От такого представления Евпатий сначала поднял брови и даже приоткрыл рот, а потом неожиданно расхохотался так, что чуть не упал со своего стула. При этом русич стучал от веселья ладонью по столу, а другой рукой держался за живот.

– Ой, сядь уже, пожалуйста! – задыхаясь от хохота, сказал он. – Значит, не зверь и не человек говоришь? Ахха-ха! Ну уморил! Да это же дух лесной был! Он-то на пути у тебя тропинки и путал, специально, чтобы в наше поселение не пустить!

– Лесной дух? – усаживаясь обратно за стол, сконфуженно переспросил крестоносец.

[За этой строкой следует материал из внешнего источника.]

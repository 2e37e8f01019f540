//! Error types for the storage crate.

use thiserror::Error;

pub use chirpha_core::error::Error as CoreError;

/// Result type for storage operations.
pub type Result<T> = std::result::Result<T, Error>;

/// Storage error types.
#[derive(Debug, Error)]
pub enum Error {
    /// Backend could not be reached (connect failure or timeout).
    #[error("Backend unavailable: {0}")]
    Unavailable(String),

    /// Backend answered a query with an error.
    #[error("Backend query failed: {0}")]
    QueryFailed(String),

    /// Backend rejected a write.
    #[error("Backend write failed: {0}")]
    WriteFailed(String),

    /// Response body could not be decoded.
    #[error("Serialization error: {0}")]
    Serialization(String),

    /// Invalid input.
    #[error("Invalid input: {0}")]
    InvalidInput(String),
}

impl From<Error> for CoreError {
    fn from(e: Error) -> Self {
        match e {
            Error::Unavailable(_) | Error::QueryFailed(_) | Error::WriteFailed(_) => {
                CoreError::Storage(e.to_string())
            }
            Error::Serialization(s) => CoreError::Serialization(s),
            Error::InvalidInput(s) => CoreError::Validation(s),
        }
    }
}

impl From<serde_json::Error> for Error {
    fn from(e: serde_json::Error) -> Self {
        Error::Serialization(e.to_string())
    }
}

impl From<csv::Error> for Error {
    fn from(e: csv::Error) -> Self {
        Error::Serialization(format!("CSV error: {}", e))
    }
}

#[cfg(test)]
mod tests {
    use super::*;

    #[test]
    fn test_conversion_to_core_error() {
        let core: CoreError = Error::Unavailable("connection refused".into()).into();
        assert!(matches!(core, CoreError::Storage(ref s) if s.contains("connection refused")));

        let core: CoreError = Error::InvalidInput("empty measurement".into()).into();
        assert!(matches!(core, CoreError::Validation(_)));
    }
}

– Ну конечно! – уверенно подтвердил русич. – Леший, по-нашему. Они, эти лесные духи, наш лагерь от чужих глаз оберегать помогают, ну чтоб ты вокруг да около плутал, но на нас не вышел. Это Чародей постарался, он со всеми духами природы дружен, вот они ему и помогают. Видимый облик они, конечно, крайне редко принимают, но, видать, тебе повезло, а скорее всего леший сам тебя получше рассмотреть хотел, вот и обернулся.

– То есть, – неуверенно протянул Ульвэ, – эти ваши лешие и другие духи к исчезнувшим местным никакого отношения не имеют?

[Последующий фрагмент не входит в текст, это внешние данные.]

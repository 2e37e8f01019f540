//! Time-series reconciliation of embedded history.
//!
//! For measurement sensors, history samples carried by an uplink are replayed
//! against the last persisted value and only real changes are appended. Every
//! event re-reads the last value from the backend; nothing is remembered here
//! between events.

use std::collections::BTreeMap;
use std::sync::Arc;
use std::time::Duration;

use serde_json::Value;
use tracing::{debug, info, warn};

use chirpha_core::config::defaults;
use chirpha_core::InfluxSettings;
use chirpha_storage::{SampleValue, SeriesKey, TimeSeriesBackend, WritePoint};

use crate::discovery::DEFAULT_STATE_CLASS;
use crate::uplink::HistorySample;

/// Include/exclude rules over entity ids (`<domain>.<object_id>`).
///
/// Precedence: excluded entity, included entity, excluded domain, then the
/// include domain list when any include list is set.
#[derive(Debug, Clone, Default, PartialEq)]
pub struct EntityFilter {
    pub include_entities: Vec<String>,
    pub exclude_entities: Vec<String>,
    pub include_domains: Vec<String>,
    pub exclude_domains: Vec<String>,
}

impl EntityFilter {
    pub fn from_settings(settings: &InfluxSettings) -> Self {
        Self {
            include_entities: settings.include_entities.clone(),
            exclude_entities: settings.exclude_entities.clone(),
            include_domains: settings.include_domains.clone(),
            exclude_domains: settings.exclude_domains.clone(),
        }
    }

    pub fn allows(&self, entity_id: &str) -> bool {
        let domain = entity_id.split('.').next().unwrap_or_default();
        let listed = |list: &[String], value: &str| list.iter().any(|item| item == value);

        if listed(&self.exclude_entities, entity_id) {
            return false;
        }
        if listed(&self.include_entities, entity_id) {
            return true;
        }
        if listed(&self.exclude_domains, domain) {
            return false;
        }
        if !self.include_entities.is_empty() || !self.include_domains.is_empty() {
            return listed(&self.include_domains, domain);
        }
        true
    }
}

/// The entity field being reconciled.
#[derive(Debug, Clone, Copy)]
pub struct ReconcileTarget<'a> {
    /// Full entity id, `sensor.<object_id>`.
    pub entity_id: &'a str,
    pub field: &'a str,
    pub unit: Option<&'a str>,
    pub state_class: &'a str,
}

impl ReconcileTarget<'_> {
    pub fn domain(&self) -> &str {
        self.entity_id.split('.').next().unwrap_or_default()
    }

    pub fn object_id(&self) -> &str {
        self.entity_id
            .split_once('.')
            .map(|(_, object)| object)
            .unwrap_or(self.entity_id)
    }
}

#[derive(Debug, Clone, Copy, PartialEq, Eq)]
pub enum SkipReason {
    NotMeasurement,
    NoHistory,
    Filtered,
    NoBackend,
}

/// What one reconciliation pass did.
#[derive(Debug, Clone, Default, PartialEq)]
pub struct ReconcileReport {
    pub skipped: Option<SkipReason>,
    pub last_known: Option<SampleValue>,
    /// History points emitted.
    pub backfilled: usize,
    /// Whether a point carrying the live value was appended after backfill.
    pub corrective: bool,
    pub write_error: Option<String>,
}

impl ReconcileReport {
    fn skipped(reason: SkipReason) -> Self {
        Self {
            skipped: Some(reason),
            ..Default::default()
        }
    }

    /// Points handed to the backend in this pass.
    pub fn points(&self) -> usize {
        self.backfilled + usize::from(self.corrective)
    }
}

pub struct Reconciler {
    backend: Option<Arc<dyn TimeSeriesBackend>>,
    tags: BTreeMap<String, String>,
    filter: EntityFilter,
    measurement: Option<String>,
    lookback: Duration,
}

impl Reconciler {
    pub fn new(
        backend: Option<Arc<dyn TimeSeriesBackend>>,
        settings: Option<&InfluxSettings>,
    ) -> Self {
        match settings {
            Some(settings) => Self {
                backend,
                tags: settings.tags.clone(),
                filter: EntityFilter::from_settings(settings),
                measurement: settings.measurement.clone(),
                lookback: settings.lookback(),
            },
            None => Self {
                backend,
                tags: BTreeMap::new(),
                filter: EntityFilter::default(),
                measurement: None,
                lookback: Duration::from_secs(defaults::INFLUX_LOOKBACK_DAYS * 86_400),
            },
        }
    }

    /// Reconciler without a backend; every pass is skipped.
    pub fn disabled() -> Self {
        Self::new(None, None)
    }

    pub fn is_enabled(&self) -> bool {
        self.backend.is_some()
    }

    pub fn filter(&self) -> &EntityFilter {
        &self.filter
    }

    /// Configured override, else the unit, else the full entity id.
    pub fn measurement_for(&self, target: &ReconcileTarget<'_>) -> String {
        self.measurement
            .clone()
            .or_else(|| {
                target
                    .unit
                    .filter(|unit| !unit.is_empty())
                    .map(str::to_string)
            })
            .unwrap_or_else(|| target.entity_id.to_string())
    }

    /// Backfills `history` for one field.
    ///
    /// Backend failures are logged and reported, never returned.
    pub async fn reconcile(
        &self,
        target: &ReconcileTarget<'_>,
        history: &[HistorySample],
        live: Option<&Value>,
    ) -> ReconcileReport {
        if target.state_class != DEFAULT_STATE_CLASS {
            return ReconcileReport::skipped(SkipReason::NotMeasurement);
        }
        if !history.iter().any(|s| s.values.contains_key(target.field)) {
            return ReconcileReport::skipped(SkipReason::NoHistory);
        }
        if !self.filter.allows(target.entity_id) {
            debug!(entity_id = target.entity_id, "Entity filtered from time-series");
            return ReconcileReport::skipped(SkipReason::Filtered);
        }
        let Some(backend) = &self.backend else {
            return ReconcileReport::skipped(SkipReason::NoBackend);
        };

        let key = SeriesKey::new(
            self.measurement_for(target),
            target.domain(),
            target.object_id(),
        );

        let last_known = match backend.query_last_value(&key, self.lookback).await {
            Ok(value) => value,
            Err(e) => {
                warn!(
                    category = "storage",
                    backend = backend.name(),
                    entity_id = target.entity_id,
                    error = %e,
                    "Failed to read last value, replaying history without it"
                );
                None
            }
        };

        let mut previous = last_known.clone();
        let mut points = Vec::new();
        for sample in history {
            let Some(value) = sample.values.get(target.field).and_then(SampleValue::from_json)
            else {
                continue;
            };
            if value.differs_from(previous.as_ref()) {
                points.push(
                    WritePoint::for_series(&key, value.clone(), sample.timestamp_secs())
                        .with_tags(&self.tags),
                );
                previous = Some(value);
            }
        }

        let backfilled = points.len();
        let mut corrective = false;
        let live = live.and_then(SampleValue::from_json);
        if backfilled > 0 {
            if let (Some(live), Some(last)) = (&live, &last_known) {
                if !live.differs(last) && live.differs_from(previous.as_ref()) {
                    points.push(
                        WritePoint::for_series(&key, live.clone(), chrono::Utc::now().timestamp())
                            .with_tags(&self.tags),
                    );
                    corrective = true;
                }
            }
        }

        let mut report = ReconcileReport {
            skipped: None,
            last_known,
            backfilled,
            corrective,
            write_error: None,
        };
        if points.is_empty() {
            debug!(entity_id = target.entity_id, "History already persisted");
            return report;
        }

        match backend.write_points(&points).await {
            Ok(()) => {
                info!(
                    category = "storage",
                    entity_id = target.entity_id,
                    measurement = %key.measurement,
                    backfilled,
                    corrective,
                    "Backfilled history"
                );
            }
            Err(e) => {
                warn!(
                    category = "storage",
                    backend = backend.name(),
                    entity_id = target.entity_id,
                    points = points.len(),
                    error = %e,
                    "Failed to write history points"
                );
                report.write_error = Some(e.to_string());
            }
        }
        report
    }
}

– Ну конечно нет! – все еще веселясь, сказал Евпатий. – Духи они на то и духи, чтобы незримо всегда в природе и рядом с людьми присутствовать. Будешь с ними дружен – будут тебе помогать, а если решишь, что ты самый самый, – жди беды.

Воины сделали еще по паре глотков медовухи. Напиток, хоть и пили они его не спеша, свое дело делал. Мысли в головах начинали путаться, движения становились все более размашистыми, а речи все более громкими. В конце концов оба поняли, что пора заканчивать. Тем более, что время давно перевалило за полночь, а здоровый сон никто не отменял.

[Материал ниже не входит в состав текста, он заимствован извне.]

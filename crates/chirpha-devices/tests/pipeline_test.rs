//! End-to-end tests of the uplink pipeline with in-memory collaborators.

use std::sync::Arc;
use std::time::Duration;

use async_trait::async_trait;
use parking_lot::Mutex;
use serde_json::{json, Value};

use chirpha_core::{BridgeConfig, BridgeEvent, EventBus};
use chirpha_devices::{
    BridgeService, CommandAction, CommandError, DecodeError, DownlinkError, DownlinkRequest,
    DownlinkSink, EntityKind, EntitySnapshot, EntityValue, PublishOutcome, RecordingTransport,
};

const TOPIC: &str = "application/3/device/AA01/event/up";

fn tank_event(discovery: Value, extra: Value) -> Vec<u8> {
    let mut object = json!({ "discovery": discovery });
    if let (Some(object), Some(extra)) = (object.as_object_mut(), extra.as_object()) {
        for (k, v) in extra {
            object.insert(k.clone(), v.clone());
        }
    }
    json!({
        "deviceInfo": {"devEui": "AA01", "deviceName": "Tank1", "applicationName": "Site"},
        "object": object
    })
    .to_string()
    .into_bytes()
}

fn temp_sensor() -> Value {
    json!({"sensors": [{"field": "temp_c", "unit": "°C"}]})
}

fn service(transport: Arc<RecordingTransport>) -> BridgeService {
    BridgeService::new(
        &BridgeConfig::default(),
        transport,
        None,
        Arc::new(EventBus::new()),
    )
}

#[derive(Default)]
struct RecordingSink {
    requests: Mutex<Vec<DownlinkRequest>>,
}

#[async_trait]
impl DownlinkSink for RecordingSink {
    async fn send(&self, request: DownlinkRequest) -> Result<(), DownlinkError> {
        self.requests.lock().push(request);
        Ok(())
    }
}

#[tokio::test]
async fn test_tank_sensor_end_to_end() {
    let transport = Arc::new(RecordingTransport::new());
    let service = service(transport.clone());
    let mut states = service
        .event_bus()
        .subscribe_filtered(|e| matches!(e, BridgeEvent::StateChanged { .. }));
    let _attach = service.spawn_host_attachment();

    let message = tank_event(temp_sensor(), json!({"temp_c": 21.5}));
    let outcome = service.handle_message(TOPIC, &message).await.unwrap();
    assert_eq!(outcome.dev_eui, "AA01");
    assert_eq!(outcome.discovery, Some(PublishOutcome::Published { announced: 1 }));

    let published = transport.published();
    assert_eq!(published.len(), 1);
    assert_eq!(published[0].0, "homeassistant/sensor/AA01_temp_c/config");
    let config: Value = serde_json::from_str(&published[0].1).unwrap();
    assert_eq!(config["unique_id"], "AA01_temp_c");
    assert_eq!(config["state_topic"], TOPIC);
    assert_eq!(config["device"]["name"], "Site-Tank1");

    let entity = service.state().entity(EntityKind::Sensor, "AA01_temp_c").unwrap();
    assert_eq!(entity.display_name, "Site-Tank1 temp_c");
    assert_eq!(entity.current, Some(EntityValue::Sensor(json!(21.5))));
    assert_eq!(service.state().entity_count(), 1);

    // The pending value is flushed once the host attaches the entity.
    let (event, _) = tokio::time::timeout(Duration::from_secs(2), states.recv())
        .await
        .unwrap()
        .unwrap();
    assert_eq!(
        event,
        BridgeEvent::StateChanged {
            unique_id: "AA01_temp_c".to_string(),
            entity_id: "sensor.site_tank1_temp_c".to_string(),
            state: json!(21.5),
        }
    );

    let outcome = service.handle_message(TOPIC, &message).await.unwrap();
    assert_eq!(outcome.discovery, Some(PublishOutcome::Unchanged));
    assert_eq!(transport.published().len(), 1);
    assert_eq!(service.state().entity_count(), 1);

    let (event, _) = tokio::time::timeout(Duration::from_secs(2), states.recv())
        .await
        .unwrap()
        .unwrap();
    assert!(matches!(
        event,
        BridgeEvent::StateChanged { ref unique_id, .. } if unique_id == "AA01_temp_c"
    ));

    let stats = service.stats();
    assert_eq!(stats.received, 2);
    assert_eq!(stats.dispatched, 2);
    assert_eq!(stats.discovery_passes, 1);
    assert_eq!(stats.dropped, 0);
}

#[tokio::test]
async fn test_changed_discovery_set_publishes_again() {
    let transport = Arc::new(RecordingTransport::new());
    let service = service(transport.clone());
    let d1 = tank_event(temp_sensor(), json!({}));
    let d2 = tank_event(
        json!({"sensors": [{"field": "temp_c", "unit": "°C"}, {"field": "battery"}]}),
        json!({}),
    );

    service.handle_message(TOPIC, &d1).await.unwrap();
    service.handle_message(TOPIC, &d1).await.unwrap();
    assert_eq!(service.stats().discovery_passes, 1);

    service.handle_message(TOPIC, &d2).await.unwrap();
    assert_eq!(service.stats().discovery_passes, 2);
    // One announcement from the first pass, two from the second.
    assert_eq!(transport.published().len(), 3);
    assert_eq!(service.state().entity_count(), 2);
}

#[tokio::test]
async fn test_bad_messages_do_not_stop_intake() {
    let transport = Arc::new(RecordingTransport::new());
    let service = service(transport.clone());

    let result = service.handle_message(TOPIC, b"{not json").await;
    assert!(matches!(result, Err(DecodeError::MalformedPayload(_))));

    let anonymous = json!({"deviceInfo": {"deviceName": "Tank1"}, "object": {}}).to_string();
    let result = service
        .handle_message("application/3/event/up", anonymous.as_bytes())
        .await;
    assert!(matches!(result, Err(DecodeError::MissingDeviceIdentity { .. })));

    let undecoded = json!({"deviceInfo": {"devEui": "AA01"}, "object": "AQID"}).to_string();
    let result = service.handle_message(TOPIC, undecoded.as_bytes()).await;
    assert!(matches!(result, Err(DecodeError::UndecodedPayload { .. })));

    let message = tank_event(temp_sensor(), json!({"temp_c": 19.0}));
    service.handle_message(TOPIC, &message).await.unwrap();

    let stats = service.stats();
    assert_eq!(stats.received, 4);
    assert_eq!(stats.dropped, 3);
    assert_eq!(stats.dispatched, 1);
    assert_eq!(transport.published().len(), 1);
}

#[tokio::test]
async fn test_publish_failure_still_updates_entities() {
    let transport = Arc::new(RecordingTransport::new());
    transport.set_failure(Some("not connected"));
    let service = service(transport.clone());
    let message = tank_event(temp_sensor(), json!({"temp_c": 18.0}));

    let outcome = service.handle_message(TOPIC, &message).await.unwrap();
    assert_eq!(outcome.discovery, None);
    assert_eq!(service.stats().publish_errors, 1);
    assert_eq!(
        service.state().entity(EntityKind::Sensor, "AA01_temp_c").unwrap().current,
        Some(EntityValue::Sensor(json!(18.0)))
    );

    // Nothing was cached, so the next uplink announces again.
    transport.set_failure(None);
    let outcome = service.handle_message(TOPIC, &message).await.unwrap();
    assert_eq!(outcome.discovery, Some(PublishOutcome::Published { announced: 1 }));
}

#[tokio::test]
async fn test_commands_route_downlinks() {
    let transport = Arc::new(RecordingTransport::new());
    let sink = Arc::new(RecordingSink::default());
    let service = service(transport.clone()).with_downlink_sink(sink.clone());
    let message = tank_event(
        json!({
            "sensors": [{"field": "temp_c", "unit": "°C"}],
            "commands": [
                {"field": "interval", "type": "number", "min": 10, "max": 600},
                {"field": "valve", "type": "switch"},
                {"field": "reboot", "type": "button"}
            ]
        }),
        json!({"interval": 60, "valve": false}),
    );
    service.handle_message(TOPIC, &message).await.unwrap();
    assert_eq!(transport.published().len(), 4);

    let interval = service.state().entity(EntityKind::Number, "AA01_interval").unwrap();
    assert_eq!(interval.current, Some(EntityValue::Number(60.0)));

    service
        .execute(EntityKind::Number, "AA01_interval", CommandAction::SetValue(120.0))
        .await
        .unwrap();
    service
        .execute(EntityKind::Switch, "AA01_valve", CommandAction::TurnOn)
        .await
        .unwrap();
    service
        .execute(EntityKind::Button, "AA01_reboot", CommandAction::Press)
        .await
        .unwrap();

    let requests = sink.requests.lock().clone();
    assert_eq!(requests.len(), 3);
    assert!(requests
        .iter()
        .all(|r| r.topic == "application/3/device/AA01/command/down"));
    assert_eq!(requests[0].payload, r#"{"interval":"120"}"#);
    assert_eq!(requests[1].payload, r#"{"valve":true}"#);
    assert_eq!(requests[2].payload, r#"{"reboot":true}"#);
    assert_eq!(
        service.state().entity(EntityKind::Switch, "AA01_valve").unwrap().current,
        Some(EntityValue::Switch(true))
    );

    let result = service
        .execute(EntityKind::Number, "AA01_interval", CommandAction::SetValue(5.0))
        .await;
    assert!(matches!(result, Err(CommandError::OutOfRange { .. })));
    let result = service
        .execute(EntityKind::Button, "AA01_missing", CommandAction::Press)
        .await;
    assert!(matches!(result, Err(CommandError::UnknownEntity(_))));
    assert_eq!(sink.requests.lock().len(), 3);
}

struct OfflineSink;

#[async_trait]
impl DownlinkSink for OfflineSink {
    async fn send(&self, _request: DownlinkRequest) -> Result<(), DownlinkError> {
        Err(DownlinkError::Unavailable("gateway offline".to_string()))
    }
}

#[tokio::test]
async fn test_downlink_failure_is_reported() {
    let service =
        service(Arc::new(RecordingTransport::new())).with_downlink_sink(Arc::new(OfflineSink));
    let message = tank_event(
        json!({
            "sensors": [{"field": "temp_c"}],
            "commands": [{"field": "reboot", "type": "button"}]
        }),
        json!({}),
    );
    service.handle_message(TOPIC, &message).await.unwrap();

    let result = service
        .execute(EntityKind::Button, "AA01_reboot", CommandAction::Press)
        .await;
    match result {
        Err(CommandError::Downlink(message)) => assert!(message.contains("gateway offline")),
        other => panic!("unexpected result: {other:?}"),
    }
}

/// Polls until `done` holds for the service's entities or two seconds pass.
async fn wait_for<F>(service: &BridgeService, done: F) -> Vec<EntitySnapshot>
where
    F: Fn(&[EntitySnapshot]) -> bool,
{
    let deadline = tokio::time::Instant::now() + Duration::from_secs(2);
    loop {
        let entities = service.state().entities();
        if done(&entities) || tokio::time::Instant::now() >= deadline {
            return entities;
        }
        tokio::time::sleep(Duration::from_millis(10)).await;
    }
}

#[tokio::test]
async fn test_same_field_in_two_kinds_stays_separate() {
    let sink = Arc::new(RecordingSink::default());
    let service = service(Arc::new(RecordingTransport::new())).with_downlink_sink(sink.clone());
    let _attach = service.spawn_host_attachment();

    let message = tank_event(
        json!({
            "sensors": [{"field": "valve"}],
            "commands": [{"field": "valve", "type": "switch"}]
        }),
        json!({"valve": true}),
    );
    service.handle_message(TOPIC, &message).await.unwrap();

    let entities = wait_for(&service, |all| all.iter().all(|e| e.attached)).await;
    assert_eq!(entities.len(), 2);
    for entity in &entities {
        assert!(entity.attached, "{} not attached", entity.entity_id);
        assert_eq!(entity.pending, None);
    }

    let sensor = service.state().entity(EntityKind::Sensor, "AA01_valve").unwrap();
    assert_eq!(sensor.current, Some(EntityValue::Sensor(json!(true))));
    let switch = service.state().entity(EntityKind::Switch, "AA01_valve").unwrap();
    assert_eq!(switch.current, Some(EntityValue::Switch(true)));

    let request = service
        .execute(EntityKind::Switch, "AA01_valve", CommandAction::TurnOff)
        .await
        .unwrap();
    assert_eq!(request.payload, r#"{"valve":false}"#);
    assert_eq!(
        service.state().entity(EntityKind::Switch, "AA01_valve").unwrap().current,
        Some(EntityValue::Switch(false))
    );

    let result = service
        .execute(EntityKind::Sensor, "AA01_valve", CommandAction::TurnOn)
        .await;
    assert!(matches!(result, Err(CommandError::NotSupported { .. })));
    assert_eq!(sink.requests.lock().len(), 1);
}

#[tokio::test]
async fn test_lost_announcements_still_attach_entities() {
    let transport = Arc::new(RecordingTransport::new());
    let service = BridgeService::new(
        &BridgeConfig::default(),
        transport,
        None,
        Arc::new(EventBus::with_capacity(4)),
    );
    let _attach = service.spawn_host_attachment();

    for n in 0..8 {
        let message = json!({
            "deviceInfo": {"devEui": format!("D{n}"), "deviceName": format!("Node{n}")},
            "object": {"discovery": {"sensors": [{"field": "t"}]}, "t": n}
        })
        .to_string();
        let topic = format!("application/1/device/D{n}/event/up");
        service.handle_message(&topic, message.as_bytes()).await.unwrap();
    }

    let entities = wait_for(&service, |all| all.iter().all(|e| e.attached)).await;
    assert_eq!(entities.len(), 8);
    let unattached: Vec<&str> = entities
        .iter()
        .filter(|e| !e.attached || e.pending.is_some())
        .map(|e| e.unique_id.as_str())
        .collect();
    assert!(unattached.is_empty(), "unattached: {unattached:?}");
}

Много еще вопросов было у крестоносца, но он понимал, что сразу на все ответов не бывает. Поэтому, поблагодарив русича за оказанный прием, он, слегка пошатываясь, удалился восвояси.

Идя в темноте мимо изгородей и заборов, Ульвэ чувствовал полное умиротворение. У него снова был враг, а значит, и смысл пребывания в этих волшебных землях. В суете последних событий он словно забыл о своем павшем от рук драконоголовых товарище. А ведь именно эти мерзкие твари, а вовсе не еще совсем недавно ненавистные русичи, безо всяких причин и объяснений атаковали ничего не понимающих рыцарей! Нет, не русичи, а местные чуть было не отправили на тот свет его самого и остальных братьев! Вот кто должен за все ответить, когда придет время! Что же касается русичей, то, как говорится, враг моего врага – мой друг! А раз драконоголовые враги русским воинам, значит, нам с русичами по пути!

И раз уж свела судьба отряд крестоносцев именно с воинами Чародея, значит, так тому и быть.

С этими мыслями Ульвэ открыл дверь избы, где из темноты доносился мирный храп Генриха, Трувора и Михаса, и вошел внутрь.